Alors que le sang versé était encore chaud, des charognards d’extrême droite se sont précipité sur l’événement pour tenter d’en tirer profit. Jean Messiha, proche d’Eric Zemmour, tweetait que «la jeune ordure qui a poignardé plusieurs personnes à Nantes» serait «un jeune radicalisé d’extrême-gauche» et ajoutait : «extrême-gauche et racaille islamisée, même combat contre la France». Gauthier Bouchet, responsable du RN en Loire-Atlantique, pointait «l’idéologie antispéciste dont Nantes est un foyer». Bruno Retailleau, qui s’est rendu sur place, a déclaré : «On lutte pour qu’on ne déconstruise pas les repères et la hiérarchie». «Extrême-gauche», antispécisme et «déconstruction» seraient ainsi responsables de ce drame. Ce n’est pas du tout ce que disent les élèves.

Le tueur était un admirateur d’Hitler, selon plusieurs témoignages. Au micro de Clément Lanot, une lycéenne dit : «À plusieurs moments il a eu des propos nazis». Dans le Figaro, un de ses camarades de classe déclare «Il était réservé. Il partageait des idées bizarres, des idées nazies […] Il avait un ou deux amis mais n’était pas normal, ça se voyait dans sa façon de parler». D’autres le décrivent comme «fragile, dépressif». Sur TéléNantes, un autre élève emploie les mêmes mots : «Il était bizarre, il évoquait des idées nazies». Dans Ouest-France, un dernier dit : « Il nous envoyait des vidéos de suicide ».

Justin P. a envoyé, juste avant son attaque, un long texte de 13 pages, une sorte de manifeste politique. Ici aussi le mode opératoire évoque celui de tueries de masse commises dans le monde anglo-saxon, notamment par l’extrême droite. Dans ce document, il dénonce pêle-mêle «l’écocide», la «mondialisation», la perte de valeurs spirituelles et la «déconnexion totale du vivant». Sur la forme, le texte est parfaitement rédigé, structuré, détaillé, sans aucune faute et avec des concepts philosophiques. Il est hautement improbable qu’un jeune en classe de seconde ait pu l’écrire seul ou sans l’aide d’une Intelligence Artificielle.

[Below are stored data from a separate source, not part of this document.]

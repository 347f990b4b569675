//! Lead service API client
//!
//! Endpoints (all JSON except import, which is multipart/form-data):
//! 1. POST /login            - authenticate, returns the user record
//! 2. POST /user             - create account, returns the created record(s)
//! 3. GET  /{username}       - list leads, filter subset as query parameters
//! 4. POST /{username}       - bulk import, multipart field `file` = CSV bytes
//!
//! The client trusts server-side filtering and ownership scoping completely:
//! list responses are returned in server order with no re-filtering, sorting,
//! or deduplication. Nothing here retries; a failure is normalized into a
//! [`LeadbookError`] and handed to the caller.

use reqwest::multipart::{Form, Part};
use reqwest::Response;
use url::Url;

use crate::config::get_config_clone;
use crate::errors::{ImportError, LeadbookError};
use crate::filters::FilterStore;
use crate::import::is_csv_file_name;
use crate::logger::{self, LogTag};
use crate::session::Session;

use super::client::HttpClient;
use super::types::{Credentials, ErrorBody, ImportSummary, Lead, LoginResponse, UserRecord};

/// The login endpoint answers invalid credentials with this status
const STATUS_UNAUTHORIZED: u16 = 401;

/// Account creation answers duplicates (and other request problems) with 400
const STATUS_BAD_REQUEST: u16 = 400;

pub struct LeadApiClient {
    http: HttpClient,
    base_url: String,
}

impl LeadApiClient {
    pub fn new(base_url: &str, timeout_secs: u64) -> Result<Self, String> {
        let parsed =
            Url::parse(base_url).map_err(|e| format!("Invalid base URL '{}': {}", base_url, e))?;
        if !matches!(parsed.scheme(), "http" | "https") {
            return Err(format!(
                "Unsupported base URL scheme '{}'",
                parsed.scheme()
            ));
        }

        Ok(Self {
            http: HttpClient::new(timeout_secs)?,
            base_url: base_url.trim_end_matches('/').to_string(),
        })
    }

    /// Build from the global configuration (`server.base_url`,
    /// `server.timeout_secs`)
    pub fn from_config() -> Result<Self, String> {
        let config = get_config_clone();
        Self::new(&config.server.base_url, config.server.timeout_secs)
    }

    pub fn base_url(&self) -> &str {
        &self.base_url
    }

    /// Authenticate and return the session the server echoes back
    pub async fn login(&self, credentials: &Credentials) -> Result<Session, LeadbookError> {
        validate_credentials(credentials)?;

        let endpoint = format!("{}/login", self.base_url);
        let response = self
            .http
            .client()
            .post(&endpoint)
            .json(credentials)
            .send()
            .await
            .map_err(|e| LeadbookError::transport(&endpoint, e))?;

        if !response.status().is_success() {
            let (status, message) = rejection_message(response).await;
            return Err(if status == STATUS_UNAUTHORIZED {
                LeadbookError::invalid_credentials(message)
            } else {
                LeadbookError::auth_rejected(status, message)
            });
        }

        let body: LoginResponse = response
            .json()
            .await
            .map_err(|e| LeadbookError::malformed_body(&endpoint, e))?;

        logger::info(
            LogTag::Auth,
            &format!("logged in as {}", body.user.user_name),
        );
        Ok(Session::new(body.user.user_name))
    }

    /// Create an account and return the session for the new user
    pub async fn create_account(&self, credentials: &Credentials) -> Result<Session, LeadbookError> {
        validate_credentials(credentials)?;

        let endpoint = format!("{}/user", self.base_url);
        let response = self
            .http
            .client()
            .post(&endpoint)
            .json(credentials)
            .send()
            .await
            .map_err(|e| LeadbookError::transport(&endpoint, e))?;

        if !response.status().is_success() {
            let (status, message) = rejection_message(response).await;
            return Err(if status == STATUS_BAD_REQUEST {
                LeadbookError::duplicate_account(&credentials.user_name, message)
            } else {
                LeadbookError::auth_rejected(status, message)
            });
        }

        // The server returns the created rows as an array
        let created: Vec<UserRecord> = response
            .json()
            .await
            .map_err(|e| LeadbookError::malformed_body(&endpoint, e))?;

        let user = created
            .into_iter()
            .next()
            .ok_or_else(|| LeadbookError::malformed_body(&endpoint, "empty user array"))?;

        logger::info(LogTag::Auth, &format!("created account {}", user.user_name));
        Ok(Session::new(user.user_name))
    }

    /// Retrieve the user's leads, scoped by the active filters
    ///
    /// An empty filter state issues a request with zero query parameters; the
    /// server interprets that as "no filter". The response sequence is
    /// returned exactly as the server ordered it.
    pub async fn fetch_leads(
        &self,
        session: &Session,
        filters: &FilterStore,
    ) -> Result<Vec<Lead>, LeadbookError> {
        let endpoint = format!("{}/{}", self.base_url, session.username);
        let mut request = self.http.client().get(&endpoint);

        let params = filters.to_query_params();
        if !params.is_empty() {
            request = request.query(&params);
        }

        let response = request
            .send()
            .await
            .map_err(|e| LeadbookError::transport(&endpoint, e))?;

        let status = response.status();
        if !status.is_success() {
            let body = response.text().await.ok().filter(|b| !b.is_empty());
            return Err(LeadbookError::http_status(&endpoint, status.as_u16(), body));
        }

        let leads: Vec<Lead> = response
            .json()
            .await
            .map_err(|e| LeadbookError::malformed_body(&endpoint, e))?;

        logger::debug(
            LogTag::Api,
            &format!(
                "fetched {} leads for {} ({} filter(s))",
                leads.len(),
                session.username,
                params.len()
            ),
        );
        Ok(leads)
    }

    /// Upload a CSV file by path
    ///
    /// The `.csv` extension check is local and precedes any file or network
    /// I/O. On success the caller is expected to re-fetch the list; the
    /// client never predicts server-side import results.
    pub async fn import_csv(
        &self,
        session: &Session,
        path: &std::path::Path,
    ) -> Result<ImportSummary, LeadbookError> {
        let file_name = path
            .file_name()
            .and_then(|n| n.to_str())
            .ok_or_else(|| LeadbookError::not_csv(path.to_string_lossy()))?
            .to_string();

        if !is_csv_file_name(&file_name) {
            return Err(LeadbookError::not_csv(file_name));
        }

        let bytes = tokio::fs::read(path).await.map_err(|e| {
            LeadbookError::Import(ImportError::Unreadable {
                path: path.display().to_string(),
                error: e.to_string(),
            })
        })?;

        self.import_bytes(session, &file_name, bytes).await
    }

    /// Upload already-read CSV bytes as multipart field `file`
    pub async fn import_bytes(
        &self,
        session: &Session,
        file_name: &str,
        bytes: Vec<u8>,
    ) -> Result<ImportSummary, LeadbookError> {
        if !is_csv_file_name(file_name) {
            return Err(LeadbookError::not_csv(file_name));
        }

        let endpoint = format!("{}/{}", self.base_url, session.username);
        let part = Part::bytes(bytes)
            .file_name(file_name.to_string())
            .mime_str("text/csv")?;
        let form = Form::new().part("file", part);

        let response = self
            .http
            .client()
            .post(&endpoint)
            .multipart(form)
            .send()
            .await
            .map_err(|e| LeadbookError::transport(&endpoint, e))?;

        if !response.status().is_success() {
            let (status, message) = rejection_message(response).await;
            return Err(LeadbookError::import_rejected(status, message));
        }

        let summary: ImportSummary = response
            .json()
            .await
            .map_err(|e| LeadbookError::malformed_body(&endpoint, e))?;

        logger::info(
            LogTag::Import,
            &format!(
                "import finished: {} imported, {} rejected",
                summary.success_count, summary.error_count
            ),
        );
        Ok(summary)
    }
}

/// Pull the server's `{"error": ...}` message out of a failing response,
/// falling back to the raw body text
async fn rejection_message(response: Response) -> (u16, String) {
    let status = response.status().as_u16();
    let body = response.text().await.unwrap_or_default();
    let message = serde_json::from_str::<ErrorBody>(&body)
        .map(|e| e.error)
        .unwrap_or(body);
    (status, message)
}

fn validate_credentials(credentials: &Credentials) -> Result<(), LeadbookError> {
    if credentials.user_name.trim().is_empty() {
        return Err(LeadbookError::empty_field("username"));
    }
    if credentials.password.is_empty() {
        return Err(LeadbookError::empty_field("password"));
    }
    Ok(())
}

Mais c’est le fond qui importe : tout laisse à penser qu’il s’agit d’idées éco-fascistes. Un courant méconnu, qui gagne du terrain ces dernières années. En effet, l’écologie n’est pas réservé à la gauche, et il existe depuis plus d’un siècle une extrême droite radicale qui prône elle aussi une forme d’écologie, mais à la sauce fasciste. Il s’agit d’une écologie anti-humaniste et misanthrope, contre les idées des Lumières et le progrès, essentialisant la nature, célébrant les «traditions» contre la «modernité», et souvent teintée de racisme.

Quand l’écologie politique émerge au début du XXème siècle, on la trouve des deux côtés du spectre politique. Chez les anarchistes, par exemple le géographe Élisée Reclus, précurseur d’une écologie anticapitaliste et libertaire, et à l’extrême droite.

En Allemagne, les mouvements qui précèdent le nazisme revendiquent la défense de la nature. On les trouve dans le mouvement Volkish – «populaire» au sens ethnique, les mots peuple et race étant les mêmes en langue allemande – lors de la Révolution conservatrice. Ces courants sont la matrice idéologique du nazisme, exaltant les peuples nordiques, aryens et païens, qui seraient naturellement liés à l’Europe, comme étant supérieurs. Au sein du mouvement Volkish, les Wandervogel – «oiseau de passage» – sont des groupes de jeunes qui appellent à fuir le monde des adultes, à s’éloigner des villes et leur modernité pour vivre à la campagne, loin des industries, en faisant de la randonnée, en pratiquant le nudisme…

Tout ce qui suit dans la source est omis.